Kyana essaya de camoufler son fou rire, tant bien que mal, et se força à retourner son attention à sa part de tarte, mais elle fut reprise d'une crise de fou rire quand Remus lui fit une moue boudeuse, et manqua de s'étouffer à son tour.
- Je suppose que demander une histoire semblable de ton enfance est inutile ?
La Serdaigle eut soudain l'air innocent d'un agneau qui venait de naître.
- Je n'ai pas d'histoires à raconter ! S'il y avait une bêtise à faire ou à dire, c'était mon frère et ma sœur !
- Oh, je vois, tu es la petite dernière !
- Tout à fait ! Jethro, mon frère, c'est le plus grand.
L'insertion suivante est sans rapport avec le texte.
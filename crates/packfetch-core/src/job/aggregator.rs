//! Progress aggregator: the single owner of a run's byte counter.
//!
//! Workers send byte deltas; the aggregator sums them, publishes progress and
//! checkpoints `bytes_read` to the store at most once per interval, plus once when
//! the last sender is gone.

use std::time::{Duration, Instant};

use tokio::sync::mpsc::UnboundedReceiver;

use super::publisher::Publisher;
use crate::state_db::StateDb;

/// Rate limiter for store checkpoints.
#[derive(Debug, Clone, Copy)]
pub(crate) struct Checkpointer {
    interval: Duration,
    last: Instant,
}

impl Checkpointer {
    pub(crate) fn new(interval: Duration, now: Instant) -> Self {
        Checkpointer {
            interval,
            last: now,
        }
    }

    /// True (and the window restarts) if at least `interval` passed since the last checkpoint.
    pub(crate) fn due(&mut self, now: Instant) -> bool {
        if now.saturating_duration_since(self.last) >= self.interval {
            self.last = now;
            true
        } else {
            false
        }
    }
}

/// Run until every sender is dropped; returns the final byte count.
pub(crate) async fn run_aggregator(
    mut rx: UnboundedReceiver<u64>,
    db: StateDb,
    job: String,
    mut bytes: u64,
    total: u64,
    interval: Duration,
    publisher: Publisher,
) -> u64 {
    let mut checkpoints = Checkpointer::new(interval, Instant::now());
    while let Some(delta) = rx.recv().await {
        bytes += delta;
        while let Ok(more) = rx.try_recv() {
            bytes += more;
        }
        publisher.progress(bytes, total);
        if checkpoints.due(Instant::now()) {
            if let Err(e) = db.set_bytes_read(&job, bytes).await {
                tracing::warn!(job = %job, "progress checkpoint failed: {:#}", e);
            }
        }
    }
    if let Err(e) = db.set_bytes_read(&job, bytes).await {
        tracing::warn!(job = %job, "final progress checkpoint failed: {:#}", e);
    }
    tracing::debug!(job = %job, bytes, total, "aggregator finished");
    bytes
}
//! Concatenate finished part files into the output archive.

use std::fs::{self, File};
use std::io::{self, BufWriter, Write};
use std::path::{Path, PathBuf};

use crate::error::JobError;
use crate::planner::Chunk;

/// Check that every chunk is on disk at exactly its span length and that the spans
/// add up to `total`.
pub fn verify_complete(chunks: &[Chunk], total: u64) -> Result<(), JobError> {
    let downloaded: u64 = chunks.iter().map(|c| c.bytes_downloaded.min(c.len())).sum();
    let exact = chunks.iter().all(|c| c.bytes_downloaded == c.len());
    let span_sum: u64 = chunks.iter().map(Chunk::len).sum();
    if !exact || span_sum != total || chunks.is_empty() {
        return Err(JobError::IncompleteTransfer { downloaded, total });
    }
    Ok(())
}

/// Write `parts` back to back into `output`, replacing any previous file, and fsync.
///
/// Every part must exist; a missing one fails with `MissingChunk` before the output
/// is touched. Part files are never modified. Returns the bytes written.
pub fn merge_parts(parts: &[PathBuf], output: &Path) -> Result<u64, JobError> {
    if let Some(missing) = parts.iter().find(|p| !p.is_file()) {
        return Err(JobError::MissingChunk {
            path: missing.clone(),
        });
    }

    match fs::remove_file(output) {
        Ok(()) => tracing::debug!(output = %output.display(), "removed stale output"),
        Err(e) if e.kind() == io::ErrorKind::NotFound => {}
        Err(e) => return Err(JobError::Merge(e)),
    }

    let file = File::create(output).map_err(JobError::Merge)?;
    let mut out = BufWriter::new(file);
    let mut written = 0u64;
    for part in parts {
        let mut input = match File::open(part) {
            Ok(f) => f,
            Err(e) if e.kind() == io::ErrorKind::NotFound => {
                return Err(JobError::MissingChunk { path: part.clone() })
            }
            Err(e) => return Err(JobError::Merge(e)),
        };
        written += io::copy(&mut input, &mut out).map_err(JobError::Merge)?;
    }
    let file = out
        .into_inner()
        .map_err(|e| JobError::Merge(e.into_error()))?;
    file.sync_all().map_err(JobError::Merge)?;

    tracing::info!(output = %output.display(), bytes = written, parts = parts.len(), "merged chunks");
    Ok(written)
}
Quand quelqu'un faisait une bêtise, c'était toujours lui qui se faisait gronder, même si c'était Karen et moi les coupables. Normal, les garçons sont toujours plus turbulents que les filles.
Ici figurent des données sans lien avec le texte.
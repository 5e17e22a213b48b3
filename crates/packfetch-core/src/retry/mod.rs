//! Retry and backoff policy for chunk transfers.
//!
//! Error classification (timeouts, throttling, connection failures) and
//! exponential backoff decisions, shared by every chunk worker.

mod classify;
mod error;
mod policy;
mod run;

pub use classify::{classify, classify_curl_error, classify_http_status};
pub use error::ChunkError;
pub use policy::{ErrorKind, RetryDecision, RetryPolicy};
pub use run::run_with_retry;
- C'était pas gentil pour Jethro…
- Tu veux dire que c'était bien fait pour lui ! Il est grand et fort, et il nous chatouillait tout le temps !
- Alors comme ça, tu es chatouilleuse ? releva Remus en haussant les sourcils.
Kyana ouvrit grand les yeux, bouche encore ouverte, se rendant compte qu'elle venait de révéler quelque chose de crucial.
- Ne t'en fais pas, je ne le dirais pas à Sirius. Ni à Cathy, d'ailleurs… elle aime bien chatouiller. Etrangler, surtout, mais chatouiller aussi. Et puis tiens, tu parlais de garçons plus turbulents que les filles ?
- Ah, non ! Cathy, ça ne compte pas !
Ils se jetèrent un coup d'œil et éclatèrent de rire.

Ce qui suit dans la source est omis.